[INPUT DATA]
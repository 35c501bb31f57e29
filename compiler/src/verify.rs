// verify.rs — Postcondition checks over the fully split tree.
//
// Recomputes the pipeline's output obligations from scratch, independent of
// how the passes got there. Returns a pure `SplitCert` — the runner decides
// what to do with failures.
//
// Preconditions: `stmt` is the output of the full splitting pipeline.
// Postconditions: none (read-only analysis).
// Failure modes: none.
// Side effects: none.

use std::collections::HashMap;

use crate::ir::{self, Expr, Stmt};
use crate::pass::StageCert;
use crate::semaphore;

// ── Cert ───────────────────────────────────────────────────────────────────

/// Machine-checkable evidence for the splitting pipeline's postconditions.
#[derive(Debug, Clone)]
pub struct SplitCert {
    /// A1: No semaphore constructor call survives anywhere in the tree.
    pub a1_no_constructor_survives: bool,
    /// A2: Every minted semaphore is released exactly once and acquired
    /// exactly once.
    pub a2_release_acquire_balance: bool,
    /// A3: No consumer-side acquire names a storage-folding semaphore of the
    /// stage whose fork it sits in.
    pub a3_folding_on_producer_side: bool,
    /// A4: No binding or allocation inside a fork child is dead.
    pub a4_no_orphan_fork_bindings: bool,
    /// A5: No acquire has a trailing block sibling it could absorb.
    pub a5_acquire_hoisting_monotone: bool,
}

impl StageCert for SplitCert {
    fn all_pass(&self) -> bool {
        self.a1_no_constructor_survives
            && self.a2_release_acquire_balance
            && self.a3_folding_on_producer_side
            && self.a4_no_orphan_fork_bindings
            && self.a5_acquire_hoisting_monotone
    }

    fn obligations(&self) -> Vec<(&'static str, bool)> {
        vec![
            ("A1_no_constructor_survives", self.a1_no_constructor_survives),
            ("A2_release_acquire_balance", self.a2_release_acquire_balance),
            ("A3_folding_on_producer_side", self.a3_folding_on_producer_side),
            ("A4_no_orphan_fork_bindings", self.a4_no_orphan_fork_bindings),
            ("A5_acquire_hoisting_monotone", self.a5_acquire_hoisting_monotone),
        ]
    }
}

/// Verify the splitting pipeline's postconditions over its output tree.
pub fn verify_split(stmt: &Stmt) -> SplitCert {
    SplitCert {
        a1_no_constructor_survives: verify_a1(stmt),
        a2_release_acquire_balance: verify_a2(stmt),
        a3_folding_on_producer_side: verify_a3(stmt),
        a4_no_orphan_fork_bindings: verify_a4(stmt),
        a5_acquire_hoisting_monotone: verify_a5(stmt),
    }
}

// ── Individual obligations ─────────────────────────────────────────────────

fn verify_a1(stmt: &Stmt) -> bool {
    let mut ok = true;
    ir::walk_stmts(stmt, &mut |s| {
        for e in ir::exprs_of(s) {
            if ir::expr_contains_call(e, semaphore::MAKE_SEMAPHORE) {
                ok = false;
            }
        }
    });
    ok
}

/// A variable of the `{stage}.semaphore_{i}` family minted by the fork pass,
/// including its clones.
fn minted_semaphore(name: &str) -> bool {
    match name.find(".semaphore_") {
        Some(pos) => name[pos + ".semaphore_".len()..]
            .chars()
            .next()
            .is_some_and(|c| c.is_ascii_digit()),
        None => false,
    }
}

fn verify_a2(stmt: &Stmt) -> bool {
    let mut releases: HashMap<String, usize> = HashMap::new();
    let mut acquires: HashMap<String, usize> = HashMap::new();
    ir::walk_stmts(stmt, &mut |s| match s {
        Stmt::Evaluate {
            value: Expr::Call { name, args, .. },
        } if name == semaphore::SEMAPHORE_RELEASE => {
            if let Some(v) = args.first().and_then(|a| a.as_variable()) {
                if minted_semaphore(v) {
                    *releases.entry(v.to_string()).or_insert(0) += 1;
                }
            }
        }
        Stmt::Acquire { semaphore: sem, .. } => {
            if let Some(v) = sem.as_variable() {
                if minted_semaphore(v) {
                    *acquires.entry(v.to_string()).or_insert(0) += 1;
                }
            }
        }
        _ => {}
    });

    releases.len() == acquires.len()
        && releases.iter().all(|(name, count)| {
            *count == 1 && acquires.get(name).copied() == Some(1)
        })
}

fn verify_a3(stmt: &Stmt) -> bool {
    let mut ok = true;
    ir::walk_stmts(stmt, &mut |s| {
        let Stmt::Fork { first, rest } = s else {
            return;
        };
        // Stages whose fork this is, recovered from the producer half.
        let mut stages: Vec<String> = Vec::new();
        ir::walk_stmts(first, &mut |p| {
            if let Stmt::Evaluate {
                value: Expr::Call { name, args, .. },
            } = p
            {
                if name == semaphore::SEMAPHORE_RELEASE {
                    if let Some(v) = args.first().and_then(|a| a.as_variable()) {
                        if let Some(pos) = v.find(".semaphore_") {
                            stages.push(v[..pos].to_string());
                        }
                    }
                }
            }
        });
        ir::walk_stmts(rest, &mut |c| {
            if let Stmt::Acquire { semaphore: sem, .. } = c {
                if let Some(v) = sem.as_variable() {
                    for stage in &stages {
                        if v.starts_with(&semaphore::folding_prefix(stage)) {
                            ok = false;
                        }
                    }
                }
            }
        });
    });
    ok
}

fn verify_a4(stmt: &Stmt) -> bool {
    let mut ok = true;
    a4_walk(stmt, false, &mut ok);
    ok
}

fn a4_walk(stmt: &Stmt, in_fork: bool, ok: &mut bool) {
    match stmt {
        Stmt::Fork { first, rest } => {
            a4_walk(first, true, ok);
            a4_walk(rest, true, ok);
        }
        Stmt::LetStmt { name, body, .. } | Stmt::Realize { name, body, .. } => {
            if in_fork && !ir::stmt_uses_name(body, name) {
                *ok = false;
            }
            a4_walk(body, in_fork, ok);
        }
        Stmt::Block { first, rest } => {
            a4_walk(first, in_fork, ok);
            a4_walk(rest, in_fork, ok);
        }
        Stmt::For { body, .. }
        | Stmt::ProducerConsumer { body, .. }
        | Stmt::Acquire { body, .. } => a4_walk(body, in_fork, ok),
        Stmt::IfThenElse {
            then_case,
            else_case,
            ..
        } => {
            a4_walk(then_case, in_fork, ok);
            if let Some(e) = else_case {
                a4_walk(e, in_fork, ok);
            }
        }
        Stmt::AssertStmt { .. }
        | Stmt::Provide { .. }
        | Stmt::Evaluate { .. }
        | Stmt::Prefetch { .. } => {}
    }
}

fn verify_a5(stmt: &Stmt) -> bool {
    let mut ok = true;
    ir::walk_stmts(stmt, &mut |s| {
        if let Stmt::Block { first, .. } = s {
            if matches!(first.as_ref(), Stmt::Acquire { .. }) {
                ok = false;
            }
        }
    });
    ok
}

// ── Tests ──────────────────────────────────────────────────────────────────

[WORK TO BE COMPLETED] Lines from the entries that contain the string "acquires" must be found and copied.

[SOLVED EXERCISE]
    let mut acquires: HashMap<String, usize> = HashMap::new();
                    *acquires.entry(v.to_string()).or_insert(0) += 1;
    releases.len() == acquires.len()
            *count == 1 && acquires.get(name).copied() == Some(1)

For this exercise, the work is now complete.